● Problem description
The expected output is the data itself, duplicated in full.

● Records for this task
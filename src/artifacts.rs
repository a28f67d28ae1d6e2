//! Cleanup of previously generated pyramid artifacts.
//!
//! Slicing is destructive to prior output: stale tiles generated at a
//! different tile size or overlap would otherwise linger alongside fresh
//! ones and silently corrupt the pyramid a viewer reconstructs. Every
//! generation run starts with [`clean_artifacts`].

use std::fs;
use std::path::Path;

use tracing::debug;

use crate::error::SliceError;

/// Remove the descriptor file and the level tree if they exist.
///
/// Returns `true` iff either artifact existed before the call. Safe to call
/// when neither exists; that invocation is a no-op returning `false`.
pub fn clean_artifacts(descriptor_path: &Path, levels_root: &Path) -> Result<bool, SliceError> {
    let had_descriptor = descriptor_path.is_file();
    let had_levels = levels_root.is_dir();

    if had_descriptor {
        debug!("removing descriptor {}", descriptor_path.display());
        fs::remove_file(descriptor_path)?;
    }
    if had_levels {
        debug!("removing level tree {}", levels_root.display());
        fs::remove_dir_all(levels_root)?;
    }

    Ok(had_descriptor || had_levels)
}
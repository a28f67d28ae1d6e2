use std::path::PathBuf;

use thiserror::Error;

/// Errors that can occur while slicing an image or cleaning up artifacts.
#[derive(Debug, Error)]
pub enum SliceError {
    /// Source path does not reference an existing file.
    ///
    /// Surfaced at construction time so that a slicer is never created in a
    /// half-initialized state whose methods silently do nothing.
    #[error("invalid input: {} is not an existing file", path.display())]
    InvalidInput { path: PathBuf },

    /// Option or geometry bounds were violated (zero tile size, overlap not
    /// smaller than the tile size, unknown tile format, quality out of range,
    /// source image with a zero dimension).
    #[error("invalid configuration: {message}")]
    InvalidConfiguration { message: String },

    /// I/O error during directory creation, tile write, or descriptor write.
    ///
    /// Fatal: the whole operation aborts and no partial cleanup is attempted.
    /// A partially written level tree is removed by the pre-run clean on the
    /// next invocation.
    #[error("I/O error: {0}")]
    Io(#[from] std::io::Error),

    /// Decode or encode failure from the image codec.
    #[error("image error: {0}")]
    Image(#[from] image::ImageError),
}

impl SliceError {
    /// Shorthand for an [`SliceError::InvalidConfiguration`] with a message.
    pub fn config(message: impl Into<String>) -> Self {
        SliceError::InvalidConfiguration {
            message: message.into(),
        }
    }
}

● Answer below
filename src/artifacts.rs
repository a28f67d28ae1d6e2
//! Cleanup of previously generated pyramid artifacts.
//!
//! Slicing is destructive to prior output: stale tiles generated at a
//! different tile size or overlap would otherwise linger alongside fresh
//! ones and silently corrupt the pyramid a viewer reconstructs. Every
//! generation run starts with [`clean_artifacts`].

use std::fs;
use std::path::Path;

use tracing::debug;

use crate::error::SliceError;

/// Remove the descriptor file and the level tree if they exist.
///
/// Returns `true` iff either artifact existed before the call. Safe to call
/// when neither exists; that invocation is a no-op returning `false`.
pub fn clean_artifacts(descriptor_path: &Path, levels_root: &Path) -> Result<bool, SliceError> {
    let had_descriptor = descriptor_path.is_file();
    let had_levels = levels_root.is_dir();

    if had_descriptor {
        debug!("removing descriptor {}", descriptor_path.display());
        fs::remove_file(descriptor_path)?;
    }
    if had_levels {
        debug!("removing level tree {}", levels_root.display());
        fs::remove_dir_all(levels_root)?;
    }

    Ok(had_descriptor || had_levels)
}
repository a28f67d28ae1d6e2
use std::path::PathBuf;

use thiserror::Error;

/// Errors that can occur while slicing an image or cleaning up artifacts.
#[derive(Debug, Error)]
pub enum SliceError {
    /// Source path does not reference an existing file.
    ///
    /// Surfaced at construction time so that a slicer is never created in a
    /// half-initialized state whose methods silently do nothing.
    #[error("invalid input: {} is not an existing file", path.display())]
    InvalidInput { path: PathBuf },

    /// Option or geometry bounds were violated (zero tile size, overlap not
    /// smaller than the tile size, unknown tile format, quality out of range,
    /// source image with a zero dimension).
    #[error("invalid configuration: {message}")]
    InvalidConfiguration { message: String },

    /// I/O error during directory creation, tile write, or descriptor write.
    ///
    /// Fatal: the whole operation aborts and no partial cleanup is attempted.
    /// A partially written level tree is removed by the pre-run clean on the
    /// next invocation.
    #[error("I/O error: {0}")]
    Io(#[from] std::io::Error),

    /// Decode or encode failure from the image codec.
    #[error("image error: {0}")]
    Image(#[from] image::ImageError),
}

impl SliceError {
    /// Shorthand for an [`SliceError::InvalidConfiguration`] with a message.
    pub fn config(message: impl Into<String>) -> Self {
        SliceError::InvalidConfiguration {
            message: message.into(),
        }
    }
}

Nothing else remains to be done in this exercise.